There is no way to reconcile an internet where the suckers who cannot figure out ad-block carry the overhead costs for those who do. It costs money to create the content you consume, it costs money to serve the content you consume. The internet is not some magical exemption from standard financial practice going back millennia. The cost is your burden, take it or leave it. But don't take it then do mental gymnastics about why it's not actually something you value while walking away with free, shifting the cost onto the next guy.

Forgeties79 5 hours ago | parent | prev [-]
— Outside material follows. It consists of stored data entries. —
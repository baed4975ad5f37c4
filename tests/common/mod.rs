//! Test harness for integration tests: a real temporary git repository and a
//! real container built from it, driven through the library's public API
//! rather than mocked.
//!
//! Grounded on the teacher's `TestRepo` (`tests/common/mod.rs`): isolated git
//! environment (`GIT_AUTHOR_*`/committer env vars, no global config
//! pollution), one helper per git operation a test needs. Simplified
//! relative to the teacher's version — no fixture-template cache, no
//! mocked `gh`/`glab`, since this crate has no such collaborators.

#![allow(dead_code)]

use std::collections::HashMap;
use std::path::{Path, PathBuf};
use std::process::Command;

use indexmap::IndexMap;
use tempfile::TempDir;

use slotwt::config::Config;
use slotwt::path::ContainerPaths;
use slotwt::state::{Slot, State};

/// A source git repository with one commit on `main`, independent of any
/// container.
pub struct SourceRepo {
    _temp_dir: TempDir,
    pub root: PathBuf,
}

impl SourceRepo {
    pub fn new() -> Self {
        let temp_dir = TempDir::new().unwrap();
        let root = temp_dir.path().join("source");
        std::fs::create_dir(&root).unwrap();

        run_git_in(&root, &["init", "--initial-branch=main", "-q"]);
        std::fs::write(root.join("README.md"), "hello\n").unwrap();
        run_git_in(&root, &["add", "README.md"]);
        commit_in(&root, "initial commit");

        SourceRepo { _temp_dir: temp_dir, root }
    }

    pub fn branch(&self, name: &str) {
        run_git_in(&self.root, &["branch", name]);
    }
}

fn run_git_in(dir: &Path, args: &[&str]) {
    let status = git_command(dir, args).status().unwrap();
    assert!(status.success(), "git {args:?} failed in {}", dir.display());
}

fn commit_in(dir: &Path, message: &str) {
    run_git_in(
        dir,
        &["-c", "user.name=Test", "-c", "user.email=test@example.com", "commit", "-q", "-m", message],
    );
}

fn git_command(dir: &Path, args: &[&str]) -> Command {
    let mut cmd = Command::new("git");
    cmd.args(args)
        .current_dir(dir)
        .env("GIT_AUTHOR_NAME", "Test")
        .env("GIT_AUTHOR_EMAIL", "test@example.com")
        .env("GIT_COMMITTER_NAME", "Test")
        .env("GIT_COMMITTER_EMAIL", "test@example.com")
        .env_remove("GIT_DIR")
        .env_remove("GIT_WORK_TREE");
    cmd
}

/// A container: `.wt/repo` bare-cloned from a [`SourceRepo`], `slot_count`
/// empty slot directories, a default config, and a freshly written state
/// document with every slot vacant. Equivalent to what `wt init` produces,
/// built directly against the library rather than by spawning the binary.
pub struct TestContainer {
    pub temp_dir: TempDir,
    pub source: SourceRepo,
    pub paths: ContainerPaths,
    pub slot_names: Vec<String>,
}

impl TestContainer {
    pub fn new(slot_count: usize) -> Self {
        let source = SourceRepo::new();
        let temp_dir = TempDir::new().unwrap();
        let container_root = temp_dir.path().join("container");
        std::fs::create_dir(&container_root).unwrap();
        let paths = ContainerPaths::for_new_container(&container_root);
        std::fs::create_dir_all(&paths.control_dir).unwrap();

        run_git_in(
            temp_dir.path(),
            &[
                "clone",
                "--bare",
                "-q",
                &source.root.to_string_lossy(),
                &paths.repo_dir.to_string_lossy(),
            ],
        );

        let slot_names = slotwt::names::slot_names(slot_count);
        let mut slots = IndexMap::new();
        for name in &slot_names {
            std::fs::create_dir(paths.slot_path(name)).unwrap();
            slots.insert(name.clone(), Slot::vacant(chrono::Utc::now()));
        }

        Config {
            slot_count,
            ..Config::default()
        }
        .write(&paths.control_dir)
        .unwrap();

        State {
            version: slotwt::state::CURRENT_VERSION,
            slots,
        }
        .write(&paths.control_dir)
        .unwrap();

        TestContainer {
            temp_dir,
            source,
            paths,
            slot_names,
        }
    }

    pub fn container_root(&self) -> &Path {
        &self.paths.container_root
    }

    /// Create `name` on the source repo and fetch it into the container's
    /// bare clone (`.wt/repo`), so `GitFacade::branch_exists` can see it.
    ///
    /// `TestContainer::new` clones the source *before* a test gets a chance
    /// to create any feature branches, so branching the source alone never
    /// reaches the clone `engine::checkout` actually queries; every branch a
    /// test wants visible to the engine has to go through this method
    /// instead of `self.source.branch` directly.
    pub fn branch(&self, name: &str) {
        self.source.branch(name);
        run_git_in(
            &self.paths.repo_dir,
            &["fetch", "origin", &format!("refs/heads/{name}:refs/heads/{name}")],
        );
    }

    pub fn state(&self) -> State {
        State::read(&self.paths.control_dir).unwrap()
    }

    /// Write a file and commit it directly inside a slot's working tree,
    /// simulating uncommitted or committed work a user left behind.
    pub fn write_uncommitted(&self, slot_name: &str, file: &str, content: &str) {
        let slot_path = self.paths.slot_path(slot_name);
        std::fs::write(slot_path.join(file), content).unwrap();
    }

    pub fn read_file(&self, slot_name: &str, file: &str) -> Option<String> {
        std::fs::read_to_string(self.paths.slot_path(slot_name).join(file)).ok()
    }
}

/// Map of slot name -> occupant branch, for concise assertions.
pub fn occupants(state: &State) -> HashMap<String, Option<String>> {
    state
        .slots
        .iter()
        .map(|(name, slot)| (name.clone(), slot.branch.clone()))
        .collect()
}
There are ways to get paid without ads and you can do on-air reads like I said. adblockers don’t impact them. You also don’t have to play Google and YouTube’s games. I’m sorry folks are caught in that arm’s race between users and Google but Google has made browsing so miserable it’s just reality.

Adblocking is basic security now. I am not compromising on it. I say this as a “content creator”

WarmWash 4 hours ago | parent [-]

Please ping me when you figure out how to do on-air reads on a website.

Forgeties79 4 hours ago | parent [-]

You don’t need to get sarcastic with me over this.

Content creation comes in many forms. You can also promote things in your copy. People do it all the time. Adblockers aren’t going to somehow remove your words. People disclose their sponsorships at the top/bottom of their written content all the time and frequently use affiliate links.

kylemaxwell 3 hours ago | parent | prev [-]

The downvotes are for the unnecessarily aggressive approach, even from people without a major dog in the fight.